Sat 9 May 2009
The Demise of FICO
Posted by RichSlick under Evil Profits, Observations
[2] Comments
Yesterday I wrote about my credit lines being cut but it’s not important anymore because I’m predicting the demise of FICO. I’m on record as having a great disdain for credit reporting agencies and I’m glad to see change is coming. We are clearly in a new banking & lending environment and will be so for the foreseeable future so let’s take a look at a few variables that will contribute to the demise of FICO.
Issue #1 – Either Congressional action or Comptroller/Fed rules are going to make banks change some of their business practices. Specifically, banks will no longer be able to raise rates on universal defaults. So how does that hurt FICO? Because banks can’t use universal default to raise interest rates, banks don’t have to pay to monitor consumer accounts monthly anymore. Why bother checking if someone is late on another bill if it doesn’t impact the bank? The bank already knows if you’re late or not so why pay for that service?
Issue #2 – Banks are more concerned with verifiable employment (and history) and current income (and history) and cash available before underwriting any new major loans, FICO score seems to have moved to the bottom of the rung so why pay a premium for this information when it only impacts 10% (assumption) of the underwriting standards? The only thing banks might need to see on a credit report is outstanding debt.
Issue #3 – Trust. There have been so much “tweaking” and “system gaming” that FICO has taken a credibility hit. Why are we in this financial crisis after all if FICO was supposed to keep bad loans from happening? Wasn’t FICO such a marvelous system so optimized and tweaked that no bad loans could ever be written with this system?
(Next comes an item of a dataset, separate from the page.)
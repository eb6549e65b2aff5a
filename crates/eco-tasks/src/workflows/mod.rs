pub mod submissions;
Issue #4 – Self – Reliance. Because banks made so many bad loans, it will behoove them to consider creating their own credit standards and reporting mechanisms rather than relying on FICO. We are entering a new regulatory environment and you can’t keep doing the same thing and expect different results; that’s insanity!
Issue #5 – Consumer sentiment. Let’s face reality here, no one is buying cars, houses or much of anything else so consumers don’t care about their credit scores because they have no plans on buying anything. Commercial consumers don’t want FICO and public consumers don’t want their credit scores so who’s going to pay? People across the country continue to get their credit lines cut and invariably their credit scores are dropping so why care? There’s nothing a consumer can do about a bank arbitrarily cutting consumer credit lines so FICO scores are not only wrong, they’re pointless.
My best guess is that FICO has about 18 months of life left in it based on deteriorating economic conditions. It may be acquired by a bank or a credit agency or be replaced by something more innovative. In any event I won’t be shedding any tears for FICO.
May 10th, 2009 at 8:21 pm
I think FICO caused this whole mess, it doesn’t work without access to income data which probably wont happen.
May 11th, 2009 at 9:32 am
I suspect they might offer to exchange free access to your scores in exchange for your income. I guess they could request a paycheck stub to verify but I don’t know how they would stop fraud in that scenario.